───── INPUT MATERIAL ─────
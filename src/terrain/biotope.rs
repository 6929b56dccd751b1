//! Height band ("biotope") color classification.
//!
//! Biotopes are kept in ascending order and must tile [0, 1] without gaps:
//! every band starts where the previous one ends. The boundary setters move
//! a shared edge and update both neighbors so that invariant survives any
//! sequence of edits.

use serde::{Deserialize, Serialize};

use crate::core::{Lerp, Rgba};

/// A contiguous height band mapped to a representative color
#[derive(Clone, Copy, Debug, PartialEq, Serialize, Deserialize)]
pub struct Biotope {
    pub color: Rgba,
    pub start_height: f32,
    pub end_height: f32,
}

impl Biotope {
    pub fn new(color: Rgba, start_height: f32, end_height: f32) -> Self {
        Self {
            color,
            start_height,
            end_height,
        }
    }

    pub fn contains(&self, height: f32) -> bool {
        self.start_height <= height && self.end_height >= height
    }

    pub fn width(&self) -> f32 {
        self.end_height - self.start_height
    }
}

impl Default for Biotope {
    fn default() -> Self {
        Self::new(Rgba::BLACK, 0.0, 1.0)
    }
}

/// Ordered biotope sequence plus the global cross-fade amount.
#[derive(Clone, Debug, PartialEq)]
pub struct BiotopeSet {
    biotopes: Vec<Biotope>,
    interpolation: f32,
}

impl BiotopeSet {
    /// Build a set, pinning the first band to start at 0 and the last to
    /// end at 1.
    pub fn new(biotopes: Vec<Biotope>, interpolation: f32) -> Self {
        let mut set = Self {
            biotopes,
            interpolation: 0.0,
        };
        set.set_interpolation(interpolation);
        set.clamp_outer_bounds();
        set
    }

    pub fn biotopes(&self) -> &[Biotope] {
        &self.biotopes
    }

    pub fn get(&self, index: usize) -> Option<&Biotope> {
        self.biotopes.get(index)
    }

    pub fn len(&self) -> usize {
        self.biotopes.len()
    }

    pub fn is_empty(&self) -> bool {
        self.biotopes.is_empty()
    }

    pub fn interpolation(&self) -> f32 {
        self.interpolation
    }

    /// Set the cross-fade amount, clamped to [0, 1].
    pub fn set_interpolation(&mut self, interpolation: f32) {
        self.interpolation = if interpolation.is_nan() {
            0.0
        } else {
            interpolation.clamp(0.0, 1.0)
        };
    }

    fn clamp_outer_bounds(&mut self) {
        if let Some(first) = self.biotopes.first_mut() {
            first.start_height = 0.0;
        }
        if let Some(last) = self.biotopes.last_mut() {
            last.end_height = 1.0;
        }
    }

    /// Index of the first band containing `height`.
    pub fn index_of(&self, height: f32) -> Option<usize> {
        self.biotopes.iter().position(|b| b.contains(height))
    }

    /// Blended color for a normalized height. White when no band matches.
    pub fn classify(&self, height: f32) -> Rgba {
        let Some(index) = self.index_of(height) else {
            return Rgba::WHITE;
        };

        let band = &self.biotopes[index];
        let color = band.color;
        let previous = if index > 0 {
            self.biotopes[index - 1].color
        } else {
            color
        };
        let next = self
            .biotopes
            .get(index + 1)
            .map(|b| b.color)
            .unwrap_or(color);

        // zero-width band: skip both blend terms
        let width = band.width();
        let (to_previous, to_next) = if width > 0.0 {
            (
                self.interpolation * (1.0 - (height - band.start_height) / width),
                self.interpolation * (1.0 - (band.end_height - height) / width),
            )
        } else {
            (0.0, 0.0)
        };

        let towards_previous = color.lerp_clamped(&previous, to_previous);
        let towards_next = color.lerp_clamped(&next, to_next);
        towards_previous.lerp(&towards_next, 0.5)
    }

    /// Move the lower edge of band `index` and the upper edge of the band
    /// before it. The first band always starts at 0.
    ///
    /// The edge may move down to the previous band's start and up to this
    /// band's end. Returns `false` for an unknown index.
    pub fn set_start_height(&mut self, index: usize, value: f32) -> bool {
        if index >= self.biotopes.len() {
            return false;
        }
        if index == 0 {
            self.biotopes[0].start_height = 0.0;
            return true;
        }

        let lower = self.biotopes[index - 1].start_height;
        let upper = self.biotopes[index].end_height.max(lower);
        let start = value.max(lower).min(upper);
        if start != value {
            log::warn!("Biotope {} start height {} clamped to {}", index, value, start);
        }
        self.biotopes[index].start_height = start;
        self.biotopes[index - 1].end_height = start;
        true
    }

    /// Move the upper edge of band `index` and the lower edge of the band
    /// after it. The last band always ends at 1.
    ///
    /// The edge is clamped to the next band's current start, so it can only
    /// move down (never past this band's own start). Returns `false` for an
    /// unknown index.
    pub fn set_end_height(&mut self, index: usize, value: f32) -> bool {
        let len = self.biotopes.len();
        if index >= len {
            return false;
        }
        if index == len - 1 {
            self.biotopes[index].end_height = 1.0;
            return true;
        }

        let lower = self.biotopes[index].start_height;
        let upper = self.biotopes[index + 1].start_height;
        let end = value.min(upper).max(lower.min(upper));
        if end != value {
            log::warn!("Biotope {} end height {} clamped to {}", index, value, end);
        }
        self.biotopes[index].end_height = end;
        self.biotopes[index + 1].start_height = end;
        true
    }

    pub fn set_color(&mut self, index: usize, color: Rgba) -> bool {
        match self.biotopes.get_mut(index) {
            Some(b) => {
                b.color = color;
                true
            }
            None => false,
        }
    }

    /// Append a band starting where the current last band ends.
    pub fn push(&mut self) -> usize {
        let start = self.biotopes.last().map(|b| b.end_height).unwrap_or(0.0);
        self.biotopes.push(Biotope::new(Rgba::BLACK, start, 1.0));
        self.biotopes.len() - 1
    }

    /// Remove the last band; the new last band is stretched to end at 1.
    pub fn pop(&mut self) -> Option<Biotope> {
        let removed = self.biotopes.pop();
        self.clamp_outer_bounds();
        removed
    }

    /// Whether every band starts exactly where the previous one ends.
    pub fn is_contiguous(&self) -> bool {
        self.biotopes
            .windows(2)
            .all(|pair| pair[1].start_height == pair[0].end_height)
    }
}

impl Default for BiotopeSet {
    fn default() -> Self {
        Self::new(Vec::new(), 0.5)
    }
}

#[cfg(test)]
mod tests {
    use super::*;

    const SAND: Rgba = Rgba::rgb(0.9, 0.8, 0.5);
    const GRASS: Rgba = Rgba::rgb(0.2, 0.6, 0.2);
    const ROCK: Rgba = Rgba::rgb(0.4, 0.4, 0.4);

    fn three_bands(interpolation: f32) -> BiotopeSet {
        BiotopeSet::new(
            vec![
                Biotope::new(SAND, 0.0, 0.3),
                Biotope::new(GRASS, 0.3, 0.7),
                Biotope::new(ROCK, 0.7, 1.0),
            ],
            interpolation,
        )
    }

    fn approx_color(a: Rgba, b: Rgba) -> bool {
        (a.r - b.r).abs() < 1e-5
            && (a.g - b.g).abs() < 1e-5
            && (a.b - b.b).abs() < 1e-5
            && (a.a - b.a).abs() < 1e-5
    }

    #[test]
    fn test_classify_without_interpolation() {
        let set = three_bands(0.0);
        assert_eq!(set.classify(0.5), GRASS);
        assert_eq!(set.classify(0.1), SAND);
        assert_eq!(set.classify(0.95), ROCK);
    }

    #[test]
    fn test_first_match_wins_on_shared_edge() {
        let set = three_bands(0.0);
        assert_eq!(set.index_of(0.3), Some(0));
        assert_eq!(set.index_of(0.7), Some(1));
    }

    #[test]
    fn test_no_match_is_white() {
        let set = BiotopeSet::new(
            vec![Biotope::new(SAND, 0.0, 0.3), Biotope::new(ROCK, 0.6, 1.0)],
            0.5,
        );
        assert_eq!(set.classify(0.45), Rgba::WHITE);
        assert_eq!(BiotopeSet::default().classify(0.5), Rgba::WHITE);
    }

    #[test]
    fn test_interpolation_blends_towards_neighbors() {
        let set = three_bands(1.0);
        // Band center: both neighbors pulled in by half
        let center = set.classify(0.5);
        let expected = GRASS
            .lerp(&SAND, 0.5)
            .lerp(&GRASS.lerp(&ROCK, 0.5), 0.5);
        assert!(approx_color(center, expected));

        // Near the lower edge the previous band dominates
        let low = set.classify(0.3 + 1e-4);
        let high = set.classify(0.7 - 1e-4);
        assert!((low.r - SAND.r).abs() < (high.r - SAND.r).abs());
    }

    #[test]
    fn test_edge_bands_use_themselves_as_neighbor() {
        let set = three_bands(1.0);
        let bottom = set.classify(0.0);
        // previous = itself, next weight is 0 at the very bottom
        assert!(approx_color(bottom, SAND));
        let top = set.classify(1.0);
        assert!(approx_color(top, ROCK));
    }

    #[test]
    fn test_zero_width_band_is_not_nan() {
        let set = BiotopeSet::new(
            vec![Biotope::new(GRASS, 0.0, 0.0), Biotope::new(ROCK, 0.0, 1.0)],
            1.0,
        );
        let c = set.classify(0.0);
        assert_eq!(c, GRASS);
        assert!(!c.r.is_nan() && !c.g.is_nan() && !c.b.is_nan());
    }

    #[test]
    fn test_outer_bounds_clamped() {
        let set = BiotopeSet::new(
            vec![Biotope::new(SAND, 0.2, 0.5), Biotope::new(ROCK, 0.5, 0.8)],
            0.5,
        );
        assert_eq!(set.biotopes()[0].start_height, 0.0);
        assert_eq!(set.biotopes()[1].end_height, 1.0);
    }

    #[test]
    fn test_set_end_height_clamps_to_next_start() {
        let mut set = three_bands(0.5);
        assert!(set.set_end_height(0, 0.9));
        assert_eq!(set.biotopes()[0].end_height, 0.3);
        assert_eq!(set.biotopes()[1].start_height, 0.3);
        assert!(set.is_contiguous());
    }

    #[test]
    fn test_set_end_height_moves_edge_down() {
        let mut set = three_bands(0.5);
        set.set_end_height(1, 0.6);
        assert_eq!(set.biotopes()[1].end_height, 0.6);
        assert_eq!(set.biotopes()[2].start_height, 0.6);
        assert!(set.is_contiguous());
    }

    #[test]
    fn test_set_start_height_moves_shared_edge() {
        let mut set = three_bands(0.5);
        set.set_start_height(1, 0.4);
        assert_eq!(set.biotopes()[1].start_height, 0.4);
        assert_eq!(set.biotopes()[0].end_height, 0.4);

        // Cannot go below the previous band's start
        set.set_start_height(2, -1.0);
        assert_eq!(set.biotopes()[2].start_height, 0.4);
        assert_eq!(set.biotopes()[1].end_height, 0.4);
        assert!(set.is_contiguous());
    }

    #[test]
    fn test_last_and_first_edges_pinned() {
        let mut set = three_bands(0.5);
        set.set_start_height(0, 0.2);
        set.set_end_height(2, 0.8);
        assert_eq!(set.biotopes()[0].start_height, 0.0);
        assert_eq!(set.biotopes()[2].end_height, 1.0);
    }

    #[test]
    fn test_contiguity_survives_edit_sequence() {
        let mut set = three_bands(0.5);
        let edits = [
            (true, 1, 0.1), (false, 0, 0.05), (true, 2, 0.95), (false, 1, 0.99),
            (true, 1, 0.8), (false, 0, 0.0), (true, 2, 0.2), (false, 1, 0.5),
        ];
        for (is_start, index, value) in edits {
            if is_start {
                set.set_start_height(index, value);
            } else {
                set.set_end_height(index, value);
            }
            assert!(set.is_contiguous());
            for b in set.biotopes() {
                assert!(b.start_height <= b.end_height);
            }
        }
    }

    #[test]
    fn test_unknown_index_ignored() {
        let mut set = three_bands(0.5);
        assert!(!set.set_start_height(5, 0.1));
        assert!(!set.set_end_height(3, 0.1));
        assert!(!set.set_color(9, SAND));
        assert_eq!(set, three_bands(0.5));
    }

    #[test]
    fn test_push_and_pop() {
        let mut set = BiotopeSet::default();
        assert_eq!(set.push(), 0);
        assert_eq!(set.biotopes()[0].start_height, 0.0);
        set.set_end_height(0, 0.5);
        assert_eq!(set.biotopes()[0].end_height, 1.0);

        let mut set = three_bands(0.5);
        let index = set.push();
        assert_eq!(index, 3);
        assert!(set.is_contiguous());
        set.pop();
        set.pop();
        assert_eq!(set.len(), 2);
        assert_eq!(set.biotopes()[1].end_height, 1.0);
    }

    #[test]
    fn test_interpolation_clamped() {
        let mut set = three_bands(3.0);
        assert_eq!(set.interpolation(), 1.0);
        set.set_interpolation(-1.0);
        assert_eq!(set.interpolation(), 0.0);
    }
}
─────
The response must hold only the lines above from the line with "if start != value" through the line with "pub fn set_end_height(&mut", each copied exactly, both ends kept.

▶ [RESULT]:
        if start != value {
            log::warn!("Biotope {} start height {} clamped to {}", index, value, start);
        }
        self.biotopes[index].start_height = start;
        self.biotopes[index - 1].end_height = start;
        true
    }

    /// Move the upper edge of band `index` and the lower edge of the band
    /// after it. The last band always ends at 1.
    ///
    /// The edge is clamped to the next band's current start, so it can only
    /// move down (never past this band's own start). Returns `false` for an
    /// unknown index.
    pub fn set_end_height(&mut self, index: usize, value: f32) -> bool {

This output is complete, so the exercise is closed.